LibraryOfCongress / bagger

The Bagger application packages data files according to the BagIt specification.
Other
120 stars 19 forks source link

Change fields (in Json profile, display screen and Bag-info) from set to ordered list #19

Closed johnscancella closed 8 years ago

johnscancella commented 8 years ago

The current set does not allow desired ordering of metadata entry fields (in Json profile, display screen and Bag-info). It is is available here: [https://github.com/LibraryOfCongress/bagger/blob/master/bagger/src/main/java/gov/loc/repository/bagger/ui/BagInfoForm.java#L86]

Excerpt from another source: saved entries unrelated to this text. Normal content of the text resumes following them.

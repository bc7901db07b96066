//! Runtime version manager scripts (nvm).
//!
//! Pure string builders. The runtime version is validated before it is
//! interpolated; install/build/hook commands are operator-authored scripts.

use std::sync::OnceLock;

use regex::Regex;

use crate::domain::error::ConfigurationError;

/// Loads nvm into a non-interactive shell.
pub const NVM_PRELUDE: &str = r#"export NVM_DIR="${NVM_DIR:-$HOME/.nvm}" && . "$NVM_DIR/nvm.sh""#;

static VERSION_REGEX: OnceLock<Regex> = OnceLock::new();

fn version_regex() -> &'static Regex {
    VERSION_REGEX.get_or_init(|| {
        #[allow(clippy::expect_used)] // static pattern
        Regex::new(r"^[A-Za-z0-9._/*-]+$").expect("static regex pattern is valid")
    })
}

/// Checks that `version` is a plain version-manager token (`20`, `lts/iron`, `18.19.0`).
///
/// # Errors
///
/// Returns [`ConfigurationError::Invalid`] for empty input or shell metacharacters.
pub fn validate_runtime_version(version: &str) -> Result<(), ConfigurationError> {
    if version_regex().is_match(version) {
        Ok(())
    } else {
        Err(ConfigurationError::Invalid(format!(
            "runtimeVersion '{version}' must match [A-Za-z0-9._/*-]+"
        )))
    }
}

/// Script that installs (or re-selects) `version`.
#[must_use]
pub fn install_runtime_script(version: &str) -> String {
    format!("{NVM_PRELUDE} && nvm install {version}")
}

/// Wrap `script` so it runs with `version` active.
///
/// The prelude and `script` are chained with `&&`, so a failure anywhere
/// aborts the remainder.
#[must_use]
pub fn with_runtime(version: &str, script: &str) -> String {
    format!("{NVM_PRELUDE} && nvm use {version} >/dev/null && {script}")
}
//! Application service: operator hooks.

use anyhow::Result;

use crate::application::ports::{ProgressReporter, RemoteShell};
use crate::application::services::remote::HostSession;
use crate::domain::runtime::with_runtime;
use crate::domain::{DeployError, RemoteCommand};

/// Run `commands` in order inside `working_path`, with the runtime active.
///
/// The first failure stops the phase. An empty list does nothing.
///
/// # Errors
///
/// Returns `DeployError::Hook` naming the failing command. Timeouts pass
/// through as `DeployError::Timeout`.
pub async fn run_hooks(
    session: &HostSession<'_, impl RemoteShell, impl ProgressReporter>,
    runtime_version: &str,
    working_path: &str,
    commands: &[String],
) -> Result<()> {
    for command in commands {
        session.step(&format!("hook: {command}"));
        let cmd = RemoteCommand::script(with_runtime(runtime_version, command)).in_dir(working_path);
        if let Err(e) = session.run(&cmd).await {
            return Err(match e.downcast::<DeployError>() {
                Ok(DeployError::RemoteExecution { host, detail, .. }) => DeployError::Hook {
                    host,
                    command: command.clone(),
                    detail,
                }
                .into(),
                Ok(other) => other.into(),
                Err(e) => e,
            });
        }
    }
    Ok(())
}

Desired improvement: For an ordered field of metadata to be possible for accessions of digital records that will hep make sense of the keyed information in Bag-Info and on the display screen, it is desired that an ordered list be implemented. With such an improvement, profiles will help generate understandable metadata in the order originally intended for during project profile creation. This improvement will also help make Bagger very usable and customizable. Additionally, importing SIPs created into preservation or records systems will be facilitated by the metadata structure/order on mapping fields between Bagger (Bag-info) and the new system's metadata structure.

johnscancella commented 8 years ago

note: this was created for @houzanme1.

johnscancella commented 8 years ago

Looking at the bagit spec for metadata it does specifically state that the order should be preserved which in this case bagger does not currently comply with

acdha commented 8 years ago

@johnscancella: can this be as simple as changing https://github.com/LibraryOfCongress/bagger/blob/master/bagger/src/main/java/gov/loc/repository/bagger/ui/BagInfoForm.java#L44 to use a LinkedHashMap to display the fields in insertion order?

johnscancella commented 8 years ago

For the ordering yes, however the spec also says there may be duplicates (through in practical usage that may never happ). I was just about to test LinkedHashMap (great minds think alike a guess)

johnscancella commented 8 years ago

@houzanme1 the push I just made should solve the ordering issue for you, but still isn't to the bagit spec since it doesn't allow multiples of the same field.

If you are feeling adventurous you can try building and using the latest code until the next release is pushed out. Just follow the build process from the README

houzanme1 commented 8 years ago

@johnscancella and @acdha : Well guys, that was faster than I hoped for! Thanks to you both for acting on this. Will try and let you know if I succeed in making it work on my end.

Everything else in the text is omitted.